Some students solve the problems using another method and attempt to represent the solution on the number line rather than showing how the solution can be reached on the number line.  In this case the lines drawn on the number line do not necessarily represent additions or subtractions.  Students may write the answer on the number line and try to draw appropriate visual lines.  For example, 86 +  43 = 129 and the number line drawn is …

Without the size of the jumps indicated there is no evidence that the number line is actually being used to solve or even represent the equation (although they have solved the equation using some other strategy).

As the resource is about representing operations on a number line, students who responded like this may need introductory work looking at how addition and subtraction can be shown as jumps on a number line.  Get students to use a basic addition problems [resource: Number line addition (L2) or  (L3)]. With the examples, ask questions like "What happens if I start here and add 10?", or "How do we show the addition on the number line?". Encourage students to represent – not count out and draw in marks, but just draw – an approximate jump, mark the size and direction of the jump, and the new location on the number line.

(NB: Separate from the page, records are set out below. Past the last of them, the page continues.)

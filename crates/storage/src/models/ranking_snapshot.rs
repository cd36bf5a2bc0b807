use std::fmt;

use chrono::{DateTime, Utc};
use serde::{Deserialize, Serialize};
use utoipa::ToSchema;

#[derive(Debug, Clone, Copy, PartialEq, Eq, Hash, PartialOrd, Ord, Serialize, Deserialize, ToSchema)]
pub enum RankingCategory {
    #[serde(rename = "SEN_SINGLES")]
    SenSingles,
    #[serde(rename = "SEN_DOUBLES")]
    SenDoubles,
    #[serde(rename = "WOM_SINGLES")]
    WomSingles,
    #[serde(rename = "WOM_DOUBLES")]
    WomDoubles,
    #[serde(rename = "MIX_DOUBLES")]
    MixDoubles,
}

impl RankingCategory {
    pub const ALL: [RankingCategory; 5] = [
        RankingCategory::SenSingles,
        RankingCategory::SenDoubles,
        RankingCategory::WomSingles,
        RankingCategory::WomDoubles,
        RankingCategory::MixDoubles,
    ];

    pub fn as_str(&self) -> &'static str {
        match self {
            Self::SenSingles => "SEN_SINGLES",
            Self::SenDoubles => "SEN_DOUBLES",
            Self::WomSingles => "WOM_SINGLES",
            Self::WomDoubles => "WOM_DOUBLES",
            Self::MixDoubles => "MIX_DOUBLES",
        }
    }

    pub fn parse(value: &str) -> Option<Self> {
        Self::ALL
            .into_iter()
            .find(|c| c.as_str().eq_ignore_ascii_case(value.trim()))
    }

    /// WTT `SubEventCode` rows that belong to this category.
    pub fn sub_event_code(&self) -> &'static str {
        match self {
            Self::SenSingles => "MDI",
            Self::SenDoubles => "MD",
            Self::WomSingles => "WSI",
            Self::WomDoubles => "WD",
            Self::MixDoubles => "XD",
        }
    }

    pub fn is_doubles(&self) -> bool {
        matches!(self, Self::SenDoubles | Self::WomDoubles | Self::MixDoubles)
    }

    pub fn gender(&self) -> Option<&'static str> {
        match self {
            Self::SenSingles | Self::SenDoubles => Some("men"),
            Self::WomSingles | Self::WomDoubles => Some("women"),
            Self::MixDoubles => None,
        }
    }
}

impl fmt::Display for RankingCategory {
    fn fmt(&self, f: &mut fmt::Formatter<'_>) -> fmt::Result {
        f.write_str(self.as_str())
    }
}

/// Raw WTT payload for one category as last fetched.
#[derive(Debug, Clone, Serialize, Deserialize)]
pub struct RankingSnapshot {
    pub category: RankingCategory,
    pub payload: serde_json::Value,
    pub fetched_at: DateTime<Utc>,
}
pub mod analysis;
pub mod clip;
pub mod match_record;
pub mod profile;
pub mod ranking;
//! Pose landmarks and the per-frame measurements derived from them.
//!
//! Landmark indices follow the 33-point body model: 12 right shoulder,
//! 14 right elbow, 16 right wrist, 23/24 left/right hip, 26 right knee,
//! 28 right ankle. Coordinates are normalised to the frame, y grows downward.

use std::path::Path;

use serde::{Deserialize, Serialize};
use tokio::process::Command;

use crate::error::{IngestError, Result};
use crate::media::tail;
use crate::traits::PoseEstimator;

const RIGHT_SHOULDER: u32 = 12;
const RIGHT_ELBOW: u32 = 14;
const RIGHT_WRIST: u32 = 16;
const LEFT_HIP: u32 = 23;
const RIGHT_HIP: u32 = 24;
const RIGHT_KNEE: u32 = 26;
const RIGHT_ANKLE: u32 = 28;

#[derive(Debug, Clone, Copy, PartialEq, Serialize, Deserialize)]
pub struct Landmark {
    pub index: u32,
    pub x: f64,
    pub y: f64,
    #[serde(default)]
    pub z: f64,
    #[serde(default)]
    pub visibility: f64,
}

/// One frame of estimator output. `landmarks` is `None` when no body was found.
#[derive(Debug, Clone, PartialEq, Serialize, Deserialize)]
pub struct PoseFrame {
    pub frame_number: u32,
    pub landmarks: Option<Vec<Landmark>>,
}

#[derive(Debug, Clone, Copy, PartialEq, Serialize, Deserialize)]
pub struct Point3 {
    pub x: f64,
    pub y: f64,
    pub z: f64,
}

#[derive(Debug, Clone, PartialEq, Serialize, Deserialize)]
pub struct FramePose {
    pub frame_index: usize,
    /// Degrees, direction of the right elbow to wrist vector
    pub racket_angle: f64,
    pub wrist_height: f64,
    pub elbow_height: f64,
    pub shoulder_height: f64,
    pub center_of_mass: Point3,
    pub elbow_angle: Option<f64>,
    pub knee_angle: Option<f64>,
    /// Mean landmark visibility
    pub confidence: f64,
}

#[derive(Debug, Clone, PartialEq, Serialize, Deserialize)]
pub struct PoseSummary {
    pub total_frames: usize,
    pub analyzed_frames: usize,
    pub pose_sequence: Vec<FramePose>,
    pub avg_racket_angle: f64,
    pub racket_angle_variance: f64,
}

impl PoseSummary {
    pub fn has_pose(&self) -> bool {
        !self.pose_sequence.is_empty()
    }
}

fn find(landmarks: &[Landmark], index: u32) -> Option<&Landmark> {
    landmarks.iter().find(|l| l.index == index)
}

/// Angle at `joint` between the segments to `a` and `b`, in degrees.
/// `None` when either segment has no length.
pub fn joint_angle(a: (f64, f64), joint: (f64, f64), b: (f64, f64)) -> Option<f64> {
    let v1 = (a.0 - joint.0, a.1 - joint.1);
    let v2 = (b.0 - joint.0, b.1 - joint.1);

    let dot = v1.0 * v2.0 + v1.1 * v2.1;
    let mag1 = (v1.0 * v1.0 + v1.1 * v1.1).sqrt();
    let mag2 = (v2.0 * v2.0 + v2.1 * v2.1).sqrt();

    if mag1 < 0.0001 || mag2 < 0.0001 {
        return None;
    }

    let cos_angle = (dot / (mag1 * mag2)).clamp(-1.0, 1.0);
    Some(cos_angle.acos().to_degrees())
}

fn xy(l: &Landmark) -> (f64, f64) {
    (l.x, l.y)
}

/// Measurements for one frame. `None` when the right arm or the hips are missing.
pub fn measure_frame(frame_index: usize, landmarks: &[Landmark]) -> Option<FramePose> {
    let shoulder = find(landmarks, RIGHT_SHOULDER)?;
    let elbow = find(landmarks, RIGHT_ELBOW)?;
    let wrist = find(landmarks, RIGHT_WRIST)?;
    let left_hip = find(landmarks, LEFT_HIP)?;
    let right_hip = find(landmarks, RIGHT_HIP)?;

    let racket_angle = (wrist.y - elbow.y).atan2(wrist.x - elbow.x).to_degrees();

    let knee_angle = match (find(landmarks, RIGHT_KNEE), find(landmarks, RIGHT_ANKLE)) {
        (Some(knee), Some(ankle)) => joint_angle(xy(right_hip), xy(knee), xy(ankle)),
        _ => None,
    };

    let confidence = landmarks.iter().map(|l| l.visibility).sum::<f64>() / landmarks.len() as f64;

    Some(FramePose {
        frame_index,
        racket_angle,
        wrist_height: wrist.y,
        elbow_height: elbow.y,
        shoulder_height: shoulder.y,
        center_of_mass: Point3 {
            x: (left_hip.x + right_hip.x) / 2.0,
            y: (left_hip.y + right_hip.y) / 2.0,
            z: (left_hip.z + right_hip.z) / 2.0,
        },
        elbow_angle: joint_angle(xy(shoulder), xy(elbow), xy(wrist)),
        knee_angle,
        confidence,
    })
}

pub(crate) fn mean(values: &[f64]) -> f64 {
    if values.is_empty() {
        return 0.0;
    }
    values.iter().sum::<f64>() / values.len() as f64
}

/// Population variance
pub(crate) fn variance(values: &[f64]) -> f64 {
    if values.is_empty() {
        return 0.0;
    }
    let m = mean(values);
    values.iter().map(|v| (v - m).powi(2)).sum::<f64>() / values.len() as f64
}

/// Summarises one detection per keyframe, `None` meaning nothing was detected.
pub fn summarize(frames: &[Option<Vec<Landmark>>]) -> PoseSummary {
    let pose_sequence: Vec<FramePose> = frames
        .iter()
        .enumerate()
        .filter_map(|(i, f)| f.as_deref().and_then(|lm| measure_frame(i, lm)))
        .collect();

    let angles: Vec<f64> = pose_sequence.iter().map(|p| p.racket_angle).collect();

    PoseSummary {
        total_frames: frames.len(),
        analyzed_frames: pose_sequence.len(),
        avg_racket_angle: mean(&angles),
        racket_angle_variance: variance(&angles),
        pose_sequence,
    }
}

/// Runs an external estimator: `<command> <media>` must print a JSON array of
/// [`PoseFrame`] on stdout.
#[derive(Debug, Clone)]
pub struct CommandPoseEstimator {
    program: String,
    args: Vec<String>,
}

impl CommandPoseEstimator {
    /// `command` is split on whitespace, e.g. `"python skeleton.py"`.
    pub fn new(command: &str) -> Result<Self> {
        let mut parts = command.split_whitespace().map(String::from);
        let program = parts
            .next()
            .ok_or_else(|| IngestError::ValidationError("pose command is empty".to_string()))?;

        Ok(Self {
            program,
            args: parts.collect(),
        })
    }
}

#[async_trait::async_trait]
impl PoseEstimator for CommandPoseEstimator {
    async fn estimate(&self, media: &Path) -> Result<Vec<PoseFrame>> {
        tracing::debug!("Running pose estimator on {}", media.display());

        let output = Command::new(&self.program)
            .args(&self.args)
            .arg(media)
            .kill_on_drop(true)
            .output()
            .await
            .map_err(|e| IngestError::MediaError(format!("failed to start {}: {}", self.program, e)))?;

        if !output.status.success() {
            let stderr = String::from_utf8_lossy(&output.stderr);
            return Err(IngestError::MediaError(format!(
                "pose estimator exited with {}: {}",
                output.status,
                tail(&stderr, 500)
            )));
        }

        let frames: Vec<PoseFrame> = serde_json::from_slice(&output.stdout)?;
        Ok(frames)
    }
}
use chrono::{DateTime, Utc};
use serde::{Deserialize, Serialize};
use utoipa::ToSchema;

/// One YouTube match analysis. Immutable once stored.
#[derive(Debug, Clone, Serialize, Deserialize, ToSchema)]
pub struct AnalysisRecord {
    pub record_id: String,
    pub video_id: String,
    pub video_title: String,
    pub video_url: String,
    pub video_duration: Option<f64>,
    pub thumbnail_url: String,
    pub player_focus: Option<String>,
    pub player2_focus: Option<String>,
    #[schema(value_type = Object)]
    pub analysis_result: serde_json::Value,
    pub created_at: DateTime<Utc>,
}

impl AnalysisRecord {
    pub fn thumbnail_for(video_id: &str) -> String {
        format!("https://img.youtube.com/vi/{}/maxresdefault.jpg", video_id)
    }
}
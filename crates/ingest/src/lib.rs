pub mod error;
pub mod extractors;
pub mod media;
pub mod pipeline;
pub mod pose;
pub mod sources;
pub mod trainer;
pub mod traits;

pub use error::{IngestError, Result};
pub use traits::{InlineData, MediaToolkit, PoseEstimator, RankingSource, Trainer, VideoMetadata, VisionModel};
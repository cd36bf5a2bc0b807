use chrono::{DateTime, Utc};
use sqlx::{FromRow, SqlitePool, types::Json};

use crate::error::{Result, StorageError};
use crate::models::{RankingCategory, RankingSnapshot};

#[derive(FromRow)]
struct SnapshotRow {
    category: String,
    payload: Json<serde_json::Value>,
    fetched_at: DateTime<Utc>,
}

impl TryFrom<SnapshotRow> for RankingSnapshot {
    type Error = StorageError;

    fn try_from(row: SnapshotRow) -> Result<Self> {
        let category = RankingCategory::parse(&row.category).ok_or_else(|| {
            StorageError::InvalidInput(format!("unknown ranking category '{}'", row.category))
        })?;

        Ok(Self {
            category,
            payload: row.payload.0,
            fetched_at: row.fetched_at,
        })
    }
}

pub struct RankingRepository<'a> {
    pool: &'a SqlitePool,
}

impl<'a> RankingRepository<'a> {
    pub fn new(pool: &'a SqlitePool) -> Self {
        Self { pool }
    }

    /// Replace the cached payload for a category
    pub async fn upsert(&self, category: RankingCategory, payload: &serde_json::Value) -> Result<DateTime<Utc>> {
        let fetched_at = Utc::now();

        sqlx::query(
            r#"
            INSERT INTO ranking_snapshots (category, payload, fetched_at)
            VALUES (?, ?, ?)
            ON CONFLICT (category) DO UPDATE SET
                payload = excluded.payload,
                fetched_at = excluded.fetched_at
            "#,
        )
        .bind(category.as_str())
        .bind(Json(payload))
        .bind(fetched_at)
        .execute(self.pool)
        .await?;

        Ok(fetched_at)
    }

    pub async fn find(&self, category: RankingCategory) -> Result<Option<RankingSnapshot>> {
        let row = sqlx::query_as::<_, SnapshotRow>(
            "SELECT category, payload, fetched_at FROM ranking_snapshots WHERE category = ?",
        )
        .bind(category.as_str())
        .fetch_optional(self.pool)
        .await?;

        row.map(RankingSnapshot::try_from).transpose()
    }

    pub async fn list(&self) -> Result<Vec<RankingSnapshot>> {
        let rows = sqlx::query_as::<_, SnapshotRow>(
            "SELECT category, payload, fetched_at FROM ranking_snapshots ORDER BY category",
        )
        .fetch_all(self.pool)
        .await?;

        rows.into_iter().map(RankingSnapshot::try_from).collect()
    }
}
#[tokio::test]
async fn test_training_job_lifecycle() {
    let app = test_app().await;

    let (status, _) = app.get("/api/train/status/not-a-uuid").await;
    assert_eq!(status, StatusCode::NOT_FOUND);

    let (status, _) = app
        .get("/api/train/status/6f0c1a8e-6a57-4c1b-9f0e-2d3c4b5a6978")
        .await;
    assert_eq!(status, StatusCode::NOT_FOUND);

    let (status, _) = app
        .post(
            "/api/train",
            json!({"model_type": "lstm", "epochs": 0, "batch_size": 8, "learning_rate": 0.01}),
        )
        .await;
    assert_eq!(status, StatusCode::BAD_REQUEST);

    let (status, body) = app
        .post(
            "/api/train",
            json!({"model_type": "lstm", "epochs": 3, "batch_size": 8, "learning_rate": 0.01}),
        )
        .await;
    assert_eq!(status, StatusCode::OK);
    let task_id = body["task_id"].as_str().unwrap().to_string();

    let mut last = Value::Null;
    for _ in 0..50 {
        let (_, body) = app.get(&format!("/api/train/status/{}", task_id)).await;
        if body["status"] == "completed" {
            last = body;
            break;
        }
        tokio::time::sleep(Duration::from_millis(20)).await;
    }

    assert_eq!(last["status"], "completed");
    assert_eq!(last["current_epoch"], 3);
    assert_eq!(last["result"]["accuracy"], 0.8);

    // cancelling a finished job leaves it completed
    let (_, body) = app
        .send(Method::POST, &format!("/api/train/cancel/{}", task_id), None)
        .await;
    assert_eq!(body["status"], "completed");
}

For students who can show basic place value jumps on the number line, encourage them to use fewer jumps to solve the equation more efficiently and reflect on which strategies best suit the particular equation.  This may involve using tidy numbers or compatible numbers rather than jumps made strictly by place value partitioning, and may also involve jumping past the target number, then back to it.

For students who solved the equation using the vertical algorithm and then represented the answer on the number line, encourage them to use jumps on the number line as a tool to solve and reflect on the jumps that could make this most efficient (as above).